JIM ZARROLI, BYLINE: For a lot of U.S. companies the appeal of an inversion is obvious. By moving their legal headquarters overseas they no longer have to pay U.S. taxes on money they make abroad. But Steven Rosenthal, of the Tax Policy Center, says the new rules announced this week will make some of them ask whether the change is worth it.

STEVEN ROSENTHAL: I think there are a couple of dozen of U.S. companies who were on the runway, ready to take off through an inversion, that are now working closely with their lawyers to evaluate whether or not the tax benefits and business benefits of inverting makes sense after treasury's efforts.

ZARROLI: Perhaps the most important change involves what are called hopscotch loans. Right now, a lot of U.S. companies have huge amounts of money stashed overseas. By inverting they can start to use some of that money without paying U.S. taxes. They do this by lending it directly to their new foreign parent company, bypassing the IRS. Now, says Dick Harvey, Professor of Law at Villanova University, the government is going to try to crack down on hopscotch loans.

DICK HARVEY: I refer to it as eliminating or removing some of the low hanging fruit that U.S. multinationals could easily pick when contemplating an inversion.

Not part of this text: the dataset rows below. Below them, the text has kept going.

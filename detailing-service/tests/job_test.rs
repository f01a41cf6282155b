mod common;

use chrono::{Datelike, Utc};
use common::{decimal, labor, TestApp};
use rust_decimal_macros::dec;
use serde_json::{json, Value};

fn ppf_part(name: &str, price: u32, inventory_id: &str, sqft: u32) -> Value {
    json!({
        "name": name,
        "price": price,
        "type": "part",
        "material": { "kind": "ppf", "inventory_id": inventory_id, "size_used_sqft": sqft }
    })
}

fn accessory_part(name: &str, price: u32, inventory_id: &str, quantity: u32) -> Value {
    json!({
        "name": name,
        "price": price,
        "type": "part",
        "material": { "kind": "accessory", "inventory_id": inventory_id, "quantity": quantity }
    })
}

#[tokio::test]
async fn creating_a_job_consumes_its_material() {
    let app = TestApp::spawn().await;
    let customer_id = app.create_customer().await;
    let film = app.create_film("XPEL", 0).await;
    app.add_roll(&film, "Roll A", 30).await;
    app.add_roll(&film, "Roll B", 100).await;
    let blades = app.create_accessory("Wiper blades", 10).await;

    let job = app
        .create_job(&json!({
            "customer_id": customer_id,
            "service_items": [
                ppf_part("Bonnet PPF", 6000, &film, 35),
                ppf_part("Bumper PPF", 4000, &film, 15),
                accessory_part("Wiper blades", 800, &blades, 2),
                labor("Installation", 1500, None)
            ]
        }))
        .await;
    assert_eq!(job["stage"], "New Lead");

    let film: Value = app
        .get(&format!("/inventory/{}", film))
        .await
        .json()
        .await
        .unwrap();
    assert_eq!(decimal(&film["quantity"]), dec!(80));
    assert_eq!(film["finished_rolls"].as_array().unwrap().len(), 1);

    let blades: Value = app
        .get(&format!("/inventory/{}", blades))
        .await
        .json()
        .await
        .unwrap();
    assert_eq!(decimal(&blades["quantity"]), dec!(8));
}

#[tokio::test]
async fn ppf_material_is_measured_in_sqft_on_meter_stocked_film() {
    let app = TestApp::spawn().await;
    let customer_id = app.create_customer().await;
    let response = app
        .post(
            "/inventory",
            &json!({
                "name": "XPEL Stealth 60in",
                "category": "XPEL",
                "unit": "meters",
                "is_ppf": true
            }),
        )
        .await;
    assert_eq!(response.status().as_u16(), 201);
    let film: Value = response.json().await.unwrap();
    let film = film["_id"].as_str().unwrap().to_string();
    let response = app
        .post(
            &format!("/inventory/{}/rolls", film),
            &json!({ "name": "Roll A", "unit": "meters", "meters": "10", "sqft": "107.64" }),
        )
        .await;
    assert_eq!(response.status().as_u16(), 201);

    app.create_job(&json!({
        "customer_id": customer_id,
        "service_items": [ppf_part("Mirror caps", 1200, &film, 5)]
    }))
    .await;

    let film: Value = app
        .get(&format!("/inventory/{}", film))
        .await
        .json()
        .await
        .unwrap();
    let roll = &film["rolls"][0];
    assert_eq!(decimal(&roll["remaining_sqft"]), dec!(102.64));
    assert_eq!(decimal(&roll["remaining_meters"]), dec!(9.54));
    assert_eq!(decimal(&film["quantity"]), dec!(9.54));
}

#[tokio::test]
async fn job_is_refused_when_any_material_is_short() {
    let app = TestApp::spawn().await;
    let customer_id = app.create_customer().await;
    let film = app.create_film("XPEL", 0).await;
    app.add_roll(&film, "Roll A", 30).await;
    let blades = app.create_accessory("Wiper blades", 1).await;

    let response = app
        .post(
            "/jobs",
            &json!({
                "customer_id": customer_id,
                "service_items": [
                    ppf_part("Bonnet PPF", 6000, &film, 20),
                    accessory_part("Wiper blades", 800, &blades, 2)
                ]
            }),
        )
        .await;
    assert_eq!(response.status().as_u16(), 409);

    let film: Value = app
        .get(&format!("/inventory/{}", film))
        .await
        .json()
        .await
        .unwrap();
    assert_eq!(decimal(&film["quantity"]), dec!(30));
}

#[tokio::test]
async fn job_needs_known_customer_and_vehicle() {
    let app = TestApp::spawn().await;

    let response = app
        .post(
            "/jobs",
            &json!({ "customer_id": "nobody", "service_items": [labor("Wash", 500, None)] }),
        )
        .await;
    assert_eq!(response.status().as_u16(), 404);

    let customer_id = app.create_customer().await;
    let response = app
        .post(
            "/jobs",
            &json!({
                "customer_id": customer_id,
                "vehicle_index": 3,
                "service_items": [labor("Wash", 500, None)]
            }),
        )
        .await;
    assert_eq!(response.status().as_u16(), 400);
}

#[tokio::test]
async fn completion_issues_one_invoice_per_business() {
    let app = TestApp::spawn().await;
    let customer_id = app.create_customer().await;
    let year = Utc::now().year();

    let job = app
        .create_job(&json!({
            "customer_id": customer_id,
            "service_items": [
                labor("Full body PPF", 90000, None),
                labor("Headlight PPF", 4000, Some("Auto Gamma")),
                labor("Door edge guards", 1200, None),
                labor("Ceramic coating", 25000, Some("Gamma Coats")),
                labor("Interior coating", 8000, Some("Gamma Coats"))
            ]
        }))
        .await;
    let job_id = job["_id"].as_str().unwrap();

    let response = app.move_to(job_id, "Completed").await;
    assert_eq!(response.status().as_u16(), 200);
    let body: Value = response.json().await.unwrap();
    assert_eq!(body["previous_stage"], "New Lead");
    assert_eq!(body["job"]["stage"], "Completed");

    let invoices = body["invoices"].as_array().unwrap();
    assert_eq!(invoices.len(), 2);
    assert_eq!(invoices[0]["business"], "Auto Gamma");
    assert_eq!(invoices[0]["lines"].as_array().unwrap().len(), 3);
    assert_eq!(invoices[0]["invoice_number"], format!("AG-{}-0001", year));
    assert_eq!(decimal(&invoices[0]["total_amount"]), dec!(95200));
    assert_eq!(invoices[1]["business"], "Gamma Coats");
    assert_eq!(invoices[1]["lines"].as_array().unwrap().len(), 2);
    assert_eq!(invoices[1]["invoice_number"], format!("GC-{}-0001", year));
    assert_eq!(invoices[1]["payment_status"], "Pending");

    // A second job continues the per-business sequence.
    let next = app
        .create_job(&json!({
            "customer_id": customer_id,
            "service_items": [labor("Wash", 500, None)]
        }))
        .await;
    let body: Value = app
        .move_to(next["_id"].as_str().unwrap(), "Completed")
        .await
        .json()
        .await
        .unwrap();
    assert_eq!(body["invoices"][0]["invoice_number"], format!("AG-{}-0002", year));

    let listed: Value = app
        .get("/invoices?business=Gamma%20Coats")
        .await
        .json()
        .await
        .unwrap();
    assert_eq!(listed.as_array().unwrap().len(), 1);
}

#[tokio::test]
async fn gst_and_invoice_discount_apply_to_totals() {
    let app = TestApp::spawn().await;
    let customer_id = app.create_customer().await;

    let job = app
        .create_job(&json!({
            "customer_id": customer_id,
            "requires_gst": true,
            "invoice_discounts": { "Auto Gamma": 100 },
            "service_items": [labor("Ceramic coating", 1000, None)]
        }))
        .await;

    let body: Value = app
        .move_to(job["_id"].as_str().unwrap(), "Completed")
        .await
        .json()
        .await
        .unwrap();
    let invoice = &body["invoices"][0];
    assert_eq!(decimal(&invoice["discount"]), dec!(100));
    assert_eq!(decimal(&invoice["tax_rate"]), dec!(18));
    assert_eq!(decimal(&invoice["tax_amount"]), dec!(162));
    assert_eq!(decimal(&invoice["total_amount"]), dec!(1062));
}

#[tokio::test]
async fn completed_jobs_are_frozen_and_regeneration_is_idempotent() {
    let app = TestApp::spawn().await;
    let customer_id = app.create_customer().await;
    let job = app
        .create_job(&json!({
            "customer_id": customer_id,
            "service_items": [labor("Wash", 500, None)]
        }))
        .await;
    let job_id = job["_id"].as_str().unwrap();

    let response = app
        .post(&format!("/jobs/{}/invoices", job_id), &json!({}))
        .await;
    assert_eq!(response.status().as_u16(), 400);

    let response = app.move_to(job_id, "Inspection Done").await;
    assert_eq!(response.status().as_u16(), 200);
    let response = app.move_to(job_id, "Inspection Done").await;
    assert_eq!(response.status().as_u16(), 400);

    app.move_to(job_id, "Completed").await;
    let response = app.move_to(job_id, "Work In Progress").await;
    assert_eq!(response.status().as_u16(), 409);

    let response = app
        .post(&format!("/jobs/{}/invoices", job_id), &json!({}))
        .await;
    assert_eq!(response.status().as_u16(), 200);
    let regenerated: Value = response.json().await.unwrap();
    assert!(regenerated.as_array().unwrap().is_empty());

    let invoices: Value = app
        .get(&format!("/invoices?job_id={}", job_id))
        .await
        .json()
        .await
        .unwrap();
    assert_eq!(invoices.as_array().unwrap().len(), 1);

    let job: Value = app
        .get(&format!("/jobs/{}", job_id))
        .await
        .json()
        .await
        .unwrap();
    assert_eq!(job["stage_history"].as_array().unwrap().len(), 2);
}

#[tokio::test]
async fn stage_changes_notify_the_customer() {
    let app = TestApp::spawn().await;
    let customer_id = app.create_customer().await;
    let job = app
        .create_job(&json!({
            "customer_id": customer_id,
            "service_items": [labor("Wash", 500, None)]
        }))
        .await;
    let job_id = job["_id"].as_str().unwrap();

    app.move_to(job_id, "Work In Progress").await;
    app.move_to(job_id, "Completed").await;

    let sent = app.wait_for_notifications(2).await;
    assert_eq!(sent.len(), 2);
    assert!(sent.iter().all(|n| n.plate == "MH12AB1234"));
    assert!(sent.iter().all(|n| n.vehicle_name == "Hyundai Creta"));
    let completed = sent
        .iter()
        .find(|n| n.message().contains("ready for pickup"))
        .unwrap();
    assert!(completed.invoice_ready);
}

ZARROLI: The administration also plans to tighten ownership requirements for companies that want to move abroad. Right now a company interested in merging and relocating has to find a partner at least a quarter its size. But companies have a lot of ways of getting around the requirements by making the foreign partner look bigger than it is. Now the IRS will make such moves more difficult. Harvey says these measures will have some impact.

HARVEY: For those where tax was really driving the transaction, then I think these regulations will, you know, stop those or slow those significantly.

ZARROLI: But Alan Viard, resident scholar at the American Enterprise Institute, says there's a limit to what the administration can do without new legislation from Congress. Something that's not likely to come anytime soon.

ALAN VIARD: In my opinion, the new regulations will have only a modest impact on the number of inversions taking place.

ZARROLI: Viard notes that the new rules say nothing about the controversial practice of interest stripping. A U.S. subsidiary borrows money from its foreign parent company; it then gets to deduct the interest it pays, which can cut its U.S. tax bill significantly.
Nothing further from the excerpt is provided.